Wenn man einen Freund als Sous Chef einstellt, nimmt man Versagen persönlich. So auch bei mir. Ich war außer mir und konnte es mir nicht erklären. Mit großer Enttäuschung stellte ich ihn zur Rede. Er offenbarte mir, dass er Quartalssäufer ist und sich an freien Tagen nicht unter Kontrolle hat. Ich sollte ihm helfen, diesen Kreislauf zu durchbrechen. Auch seine Eltern unterstrichen sein Verlangen, er wäre schon woanders raus geflogen und ich als Freund könnte ihn doch unterstützen.

Nie hatte ich zuvor Job und Privates vermischt. Und nun war es da, das schon von anderen prognostizierte Dilemma, zwischen Professionalität und Freundschaft entscheiden zu müssen. Ich weiß noch, wie er mich aus seinen verwässerten Augen anflehte, ihm eine Chance zu geben.

Ich überzog ihn zunächst mit Vorwürfen und appellierte an seine Disziplin. Als seine Abstütze öfter wurden, versäumte ich es, mit ihm als Freund zu reden, um gemeinsam eine Lösung zu finden. Ich zog mich auf das Dienstliche zurück und beurteilte ihn nur noch nach seinem Versagen. Er musste sich auch von mir so in die Enge getrieben sehen, dass er als Konsequenz meiner zunehmenden Ablehnung die Kündigung einreichte.

Gegenüber meinem Arbeitgeber war damit alles in Butter. Nur hatte ich mit meinem Unvermögen, ihn zu helfen, einen Freund verloren. Wenn ich heute nochmal die Wahl hätte, zwischen Job und Freundschaft zu entscheiden, würde ich definitiv die Freundschaft wählen.

Spätere Kontaktversuche zu Skibby waren erfolglos. So blieb und bleibt nur die Hoffnung, er bekommt seine Abstürze in den Griff und kann sein Leben erfolgreich fortsetzen.

Hangover in Karl-Marx-Stadt oder Alkohol ist auch keine Lösung

Als ich mich heute mit meiner Kollegin so austauschte, kamen wir irgendwie auf unsere früheren Saufgeschichten zu sprechen. Da ist mir aufgefallen, dass die besagten Abenteuer aus übermäßigen Alkoholkonsum einen großen Raum in unseren Erinnerungen einnehmen. Die Geschichten aus den Abgründen unserer Jugendzeit begeistern nicht nur diverse Stammtischrunden, um auf Alkoholabstürzen noch anstoßen zu können, sondern sind bei Feten unverzichtbarer Bestandteil des Unterhaltungsprogrammes. Wir können uns fantastisch produzieren und manchmal kommen wir mit unseren Erzählungen in einen Rausch.
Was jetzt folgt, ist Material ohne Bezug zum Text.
use std::io;
use std::path::PathBuf;

use callout_enhance_config::ConfigError;
use thiserror::Error;

#[derive(Debug, Clone, Copy, PartialEq, Eq)]
#[repr(u8)]
pub enum ExitCode {
    Success = 0,
    Changes = 1,
    InvalidArguments = 3,
    Io = 4,
    Config = 5,
}

impl ExitCode {
    pub fn from_u8(value: u8) -> Option<Self> {
        match value {
            0 => Some(Self::Success),
            1 => Some(Self::Changes),
            3 => Some(Self::InvalidArguments),
            4 => Some(Self::Io),
            5 => Some(Self::Config),
            _ => None,
        }
    }
}

#[derive(Debug, Error)]
pub enum OperationError {
    #[error("i/o error on {}: {source}", path.display())]
    Io { path: PathBuf, source: io::Error },

    #[error("{} is not valid UTF-8", path.display())]
    InvalidEncoding { path: PathBuf },

    #[error("invalid input: {0}")]
    InvalidInput(String),

    #[error(transparent)]
    Config(#[from] ConfigError),

    #[error("failed to render report: {0}")]
    Report(#[from] serde_json::Error),
}

impl OperationError {
    pub fn io(path: impl Into<PathBuf>, source: io::Error) -> Self {
        Self::Io {
            path: path.into(),
            source,
        }
    }

    pub fn exit_code(&self) -> ExitCode {
        match self {
            Self::Io { .. } | Self::InvalidEncoding { .. } | Self::Report(_) => ExitCode::Io,
            Self::InvalidInput(_) => ExitCode::InvalidArguments,
            Self::Config(_) => ExitCode::Config,
        }
    }
}

pub type OperationResult<T> = Result<T, OperationError>;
So auch bei mir. Da es in der DDR keine der üblichen Drogen gab, war die Flucht in Bier, Wein und Schnaps gängige Alltagsbewältigung. Die besten Geschichten und Abenteuer waren hochprozentig. Es gab kaum eine Betriebsfahrt ohne alkoholgetränkte Eklats. Auch der Betriebsausflug unserer Lehrlingsgruppe nach Karl-Marx-Stadt (dem heutigen Chemnitz) wurde Schauplatz eines dieser Suffstorys.
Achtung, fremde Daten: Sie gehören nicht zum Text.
use callout_enhance::{enhance, enhance_html, parse_html, serialize, serialize_node, Document};
use pretty_assertions::assert_eq;

fn enhance_fragment(source: &str) -> (Document, String) {
    let mut document = parse_html(source);
    let root = document.root();
    enhance(&mut document, root);
    let html = serialize(&document);
    (document, html)
}

#[test]
fn should_convert_note_with_custom_title() {
    // Given
    let source = "<blockquote><p>[!note] Remember this</p></blockquote>";

    // When
    let (document, html) = enhance_fragment(source);

    // Then
    assert_eq!(
        html,
        r#"<blockquote class="callout callout-note"><div class="callout-title">Remember this</div><p></p></blockquote>"#
    );
    let quote = document.elements_by_name(document.root(), "blockquote")[0];
    assert_eq!(document.class_list(quote), vec!["callout", "callout-note"]);
}

#[test]
fn should_default_title_to_capitalised_type() {
    // Given
    let source = "<blockquote><p>[!warning]</p></blockquote>";

    // When
    let (output, report) = enhance_html(source);

    // Then
    assert_eq!(report.len(), 1);
    assert_eq!(report.callouts[0].kind, "warning");
    assert_eq!(report.callouts[0].title, "Warning");
    assert!(output.contains(r#"<div class="callout-title">Warning</div>"#));
}

#[test]
fn should_leave_blockquote_without_block_child_untouched() {
    // Given
    let source = "<blockquote>[!note] bare text <em>inline</em></blockquote>";

    // When
    let (output, report) = enhance_html(source);

    // Then
    assert!(report.is_empty());
    assert_eq!(output, source);
}

#[test]
fn should_leave_non_matching_blockquote_untouched() {
    // Given
    let source = "<blockquote><p>Just a quote</p><p>[!note] too late</p></blockquote>";

    // When
    let (output, report) = enhance_html(source);

    // Then
    assert!(report.is_empty());
    assert_eq!(output, source);
}

#[test]
fn should_only_touch_the_marked_sibling() {
    // Given
    let source = concat!(
        r#"<blockquote id="plain"><p>Quoted <strong>wisdom</strong></p></blockquote>"#,
        "<blockquote><p>[!tip] Try this</p></blockquote>",
    );
    let before = parse_html(source);
    let plain_before = serialize_node(&before, before.elements_by_name(before.root(), "blockquote")[0]);

    // When
    let (document, _) = enhance_fragment(source);

    // Then
    let quotes = document.elements_by_name(document.root(), "blockquote");
    assert_eq!(serialize_node(&document, quotes[0]), plain_before);
    assert!(document.has_class(quotes[1], "callout-tip"));
}

#[test]
fn should_be_a_no_op_on_second_pass() {
    // Given
    let source = concat!(
        "<blockquote><p>[!note] First</p></blockquote>",
        "<blockquote><div>[!danger]</div><p>Body</p></blockquote>",
    );
    let (mut document, first_pass) = enhance_fragment(source);

    // When
    let root = document.root();
    let report = enhance(&mut document, root);

    // Then
    assert!(report.is_empty());
    assert_eq!(serialize(&document), first_pass);
}

#[test]
fn should_keep_text_after_the_first_line() {
    // Given
    let source = "<blockquote><p>[!info] Heads up\nThe body continues.</p></blockquote>";

    // When
    let (output, _) = enhance_html(source);

    // Then
    assert_eq!(
        output,
        "<blockquote class=\"callout callout-info\"><div class=\"callout-title\">Heads up</div><p>\nThe body continues.</p></blockquote>"
    );
}

#[test]
fn should_flatten_inline_markup_in_first_block() {
    // Given
    let source = "<blockquote><p>[!note] Title <em>emphasis</em>\nrest</p></blockquote>";

    // When
    let (output, report) = enhance_html(source);

    // Then
    assert_eq!(report.callouts[0].title, "Title emphasis");
    assert!(output.contains("<p>\nrest</p>"));
}

#[test]
fn should_preserve_existing_classes_and_lowercase_type() {
    // Given
    let source = r#"<blockquote class="wide callout"><p>[!Caution] Hot</p></blockquote>"#;

    // When
    let (output, _) = enhance_html(source);

    // Then
    assert!(output.starts_with(r#"<blockquote class="wide callout callout-caution">"#));
}

#[test]
fn should_place_title_before_the_child_holding_a_nested_block() {
    // Given
    let source = "<blockquote><section><p>[!note] Nested</p></section></blockquote>";

    // When
    let (output, _) = enhance_html(source);

    // Then
    assert_eq!(
        output,
        r#"<blockquote class="callout callout-note"><div class="callout-title">Nested</div><section><p></p></section></blockquote>"#
    );
}

#[test]
fn should_enhance_full_hugo_page() {
    // Given
    let source = concat!(
        "<!DOCTYPE html>\n<html lang=\"en\"><head><meta charset=\"utf-8\"><title>Post</title></head>\n",
        "<body><article><h1>Post</h1>\n",
        "<blockquote>\n<p>[!important] Read first</p>\n<p>Details.</p>\n</blockquote>\n",
        "</article></body></html>",
    );

    // When
    let (output, report) = enhance_html(source);

    // Then
    assert_eq!(report.len(), 1);
    assert!(output.starts_with("<!DOCTYPE html>"));
    assert!(output.contains(
        "<blockquote class=\"callout callout-important\">\n<div class=\"callout-title\">Read first</div><p></p>\n<p>Details.</p>\n</blockquote>"
    ));
}

#[test]
fn should_scan_only_the_given_scope() {
    // Given
    let source = concat!(
        "<blockquote><p>[!note] Outside</p></blockquote>",
        "<main><blockquote><p>[!note] Inside</p></blockquote></main>",
    );
    let mut document = parse_html(source);
    let main = document.elements_by_name(document.root(), "main")[0];

    // When
    let report = enhance(&mut document, main);

    // Then
    assert_eq!(report.len(), 1);
    assert_eq!(report.callouts[0].title, "Inside");
    let quotes = document.elements_by_name(document.root(), "blockquote");
    assert!(!document.has_class(quotes[0], "callout"));
}

#[test]
fn should_escape_title_text() {
    // Given
    let source = "<blockquote><p>[!note] a &lt;b&gt; &amp; c</p></blockquote>";

    // When
    let (output, report) = enhance_html(source);

    // Then
    assert_eq!(report.callouts[0].title, "a <b> & c");
    assert!(output.contains(r#"<div class="callout-title">a &lt;b&gt; &amp; c</div>"#));
}

#[test]
fn should_keep_page_structure_when_a_comment_precedes_the_doctype() {
    // Given
    let source = concat!(
        "<!-- generated -->\n<!DOCTYPE html><html lang=\"en\"><head><title>T</title></head>",
        "<body><blockquote><p>[!note] Hi</p></blockquote></body></html>",
    );

    // When
    let (output, report) = enhance_html(source);

    // Then
    assert_eq!(report.len(), 1);
    assert_eq!(
        output,
        concat!(
            "<!-- generated --><!DOCTYPE html><html lang=\"en\"><head><title>T</title></head>",
            "<body><blockquote class=\"callout callout-note\"><div class=\"callout-title\">Hi</div><p></p></blockquote></body></html>",
        )
    );
}

#[test]
fn should_leave_inline_svg_untouched() {
    // Given
    let svg = concat!(
        r#"<svg xmlns:xlink="http://www.w3.org/1999/xlink">"#,
        r##"<use xlink:href="#i"></use></svg>"##,
    );
    let source = format!("<blockquote><p>[!tip] Icons</p>{svg}</blockquote>");

    // When
    let (output, report) = enhance_html(&source);

    // Then
    assert_eq!(report.len(), 1);
    assert!(output.contains(svg), "{output}");
}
Wir logierten im Interhotel Kongress und ich war vom Lehrlingskollektiv endlich einigermaßen anerkannt. Diese neue Gruppenzugehörigkeit euphorisierte mich so, dass ich mir mit meinen Ausbildern so richtig die Kante gab. Dass ich alles durcheinander soff und mit meinen 19 Lenzen überhaupt nichts vertrug, wurde mir erst später klar. Mein Mitbewohner rollte mich im Laufe der Nacht mitsamt dem Bett auf den Hotelflur, da er den Gestank und die Geräusche nicht mehr aushielt. Die Vorführung des Frohnauer Hammers bei der Fortsetzung unserer Reise fand ohne mich statt. Der Bus musste einige Male stoppen, um nicht Opfer meiner inneren Gereiztheit zu werden. Nachdem ich an einem trockenen Brötchen nagte, beruhigte sich so langsam mein Magen. Doch das flaue und elende Gefühl blieb. Erst während des vorzüglichen Mittagessens auf dem Fichtelberg begann ich wieder Herr meiner Sinne und Körperfunktionen zu werden. Ich schwor mir: Nie wieder Alkohol.

Leider hielt ich mich nicht dran. Geschichten über blutige Knien nach einer Sauforgie am Heiligabend oder rotweingetränkte Verbalauswürfe in der Ringbahn sollten noch folgen. Jetzt habe ich die Abstürze schon lange im Griff (behaupten übrigens sehr viele Menschen von sich, die Realität sieht leider etwas anders aus), kann entspannt die alten Geschichten erzählen und trotzdem bei Willi (Bresch) einen schönen bierseeligen Abend verleben. Inwieweit es bei anderen Menschen, die ähnliche Geschichten auf Lager haben, in Richtung pathologische Disposition geht, kann ich nicht sagen. Ich bin aber überzeugt, dass nicht jeder am Ende so ungeschoren davon kommt, wie ich.